- _THE TASK_: Word for word, return every record that follows.
··· RECORD EXCERPTS
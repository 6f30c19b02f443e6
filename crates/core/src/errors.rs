use thiserror::Error;

#[derive(Clone, Debug, Error, PartialEq, Eq)]
pub enum DomainError {
    #[error("invalid request field `{field}`: {message}")]
    InvalidRequest { field: &'static str, message: String },
    #[error("domain invariant violation: {0}")]
    InvariantViolation(String),
}

#[derive(Clone, Debug, Error, PartialEq, Eq)]
pub enum ApplicationError {
    #[error(transparent)]
    Domain(#[from] DomainError),
    #[error("persistence failure: {0}")]
    Persistence(String),
    #[error("integration failure: {0}")]
    Integration(String),
    #[error("configuration failure: {0}")]
    Configuration(String),
}

#[derive(Clone, Debug, Error, PartialEq, Eq)]
pub enum InterfaceError {
    #[error("bad request: {message}")]
    BadRequest { message: String, correlation_id: String },
    #[error("service unavailable: {message}")]
    ServiceUnavailable { message: String, correlation_id: String },
    #[error("internal error: {message}")]
    Internal { message: String, correlation_id: String },
}

impl InterfaceError {
    pub fn user_message(&self) -> &'static str {
        match self {
            Self::BadRequest { .. } => {
                "The request could not be processed. Check inputs and try again."
            }
            Self::ServiceUnavailable { .. } => {
                "The service is temporarily unavailable. Please retry shortly."
            }
            Self::Internal { .. } => "An unexpected internal error occurred.",
        }
    }
}

impl ApplicationError {
    pub fn into_interface(self, correlation_id: impl Into<String>) -> InterfaceError {
        let correlation_id = correlation_id.into();
        let mut mapped = InterfaceError::from(self);
        match &mut mapped {
            InterfaceError::BadRequest { correlation_id: id, .. }
            | InterfaceError::ServiceUnavailable { correlation_id: id, .. }
            | InterfaceError::Internal { correlation_id: id, .. } => *id = correlation_id,
        }
        mapped
    }
}

impl From<ApplicationError> for InterfaceError {
    fn from(value: ApplicationError) -> Self {
        match value {
            ApplicationError::Domain(DomainError::InvalidRequest { field, message }) => {
                Self::BadRequest {
                    message: format!("{field}: {message}"),
                    correlation_id: "unassigned".to_owned(),
                }
            }
            ApplicationError::Domain(DomainError::InvariantViolation(message)) => {
                Self::BadRequest { message, correlation_id: "unassigned".to_owned() }
            }
            ApplicationError::Persistence(message) | ApplicationError::Integration(message) => {
                Self::ServiceUnavailable { message, correlation_id: "unassigned".to_owned() }
            }
            ApplicationError::Configuration(message) => {
                Self::Internal { message, correlation_id: "unassigned".to_owned() }
            }
        }
    }
}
······
- _EXERCISE RESPONSE_:
repository 6f30c19b02f443e6
filename crates/core/src/errors.rs
use thiserror::Error;

#[derive(Clone, Debug, Error, PartialEq, Eq)]
pub enum DomainError {
    #[error("invalid request field `{field}`: {message}")]
    InvalidRequest { field: &'static str, message: String },
    #[error("domain invariant violation: {0}")]
    InvariantViolation(String),
}

#[derive(Clone, Debug, Error, PartialEq, Eq)]
pub enum ApplicationError {
    #[error(transparent)]
    Domain(#[from] DomainError),
    #[error("persistence failure: {0}")]
    Persistence(String),
    #[error("integration failure: {0}")]
    Integration(String),
    #[error("configuration failure: {0}")]
    Configuration(String),
}

#[derive(Clone, Debug, Error, PartialEq, Eq)]
pub enum InterfaceError {
    #[error("bad request: {message}")]
    BadRequest { message: String, correlation_id: String },
    #[error("service unavailable: {message}")]
    ServiceUnavailable { message: String, correlation_id: String },
    #[error("internal error: {message}")]
    Internal { message: String, correlation_id: String },
}

impl InterfaceError {
    pub fn user_message(&self) -> &'static str {
        match self {
            Self::BadRequest { .. } => {
                "The request could not be processed. Check inputs and try again."
            }
            Self::ServiceUnavailable { .. } => {
                "The service is temporarily unavailable. Please retry shortly."
            }
            Self::Internal { .. } => "An unexpected internal error occurred.",
        }
    }
}

impl ApplicationError {
    pub fn into_interface(self, correlation_id: impl Into<String>) -> InterfaceError {
        let correlation_id = correlation_id.into();
        let mut mapped = InterfaceError::from(self);
        match &mut mapped {
            InterfaceError::BadRequest { correlation_id: id, .. }
            | InterfaceError::ServiceUnavailable { correlation_id: id, .. }
            | InterfaceError::Internal { correlation_id: id, .. } => *id = correlation_id,
        }
        mapped
    }
}

impl From<ApplicationError> for InterfaceError {
    fn from(value: ApplicationError) -> Self {
        match value {
            ApplicationError::Domain(DomainError::InvalidRequest { field, message }) => {
                Self::BadRequest {
                    message: format!("{field}: {message}"),
                    correlation_id: "unassigned".to_owned(),
                }
            }
            ApplicationError::Domain(DomainError::InvariantViolation(message)) => {
                Self::BadRequest { message, correlation_id: "unassigned".to_owned() }
            }
            ApplicationError::Persistence(message) | ApplicationError::Integration(message) => {
                Self::ServiceUnavailable { message, correlation_id: "unassigned".to_owned() }
            }
            ApplicationError::Configuration(message) => {
                Self::Internal { message, correlation_id: "unassigned".to_owned() }
            }
        }
    }
}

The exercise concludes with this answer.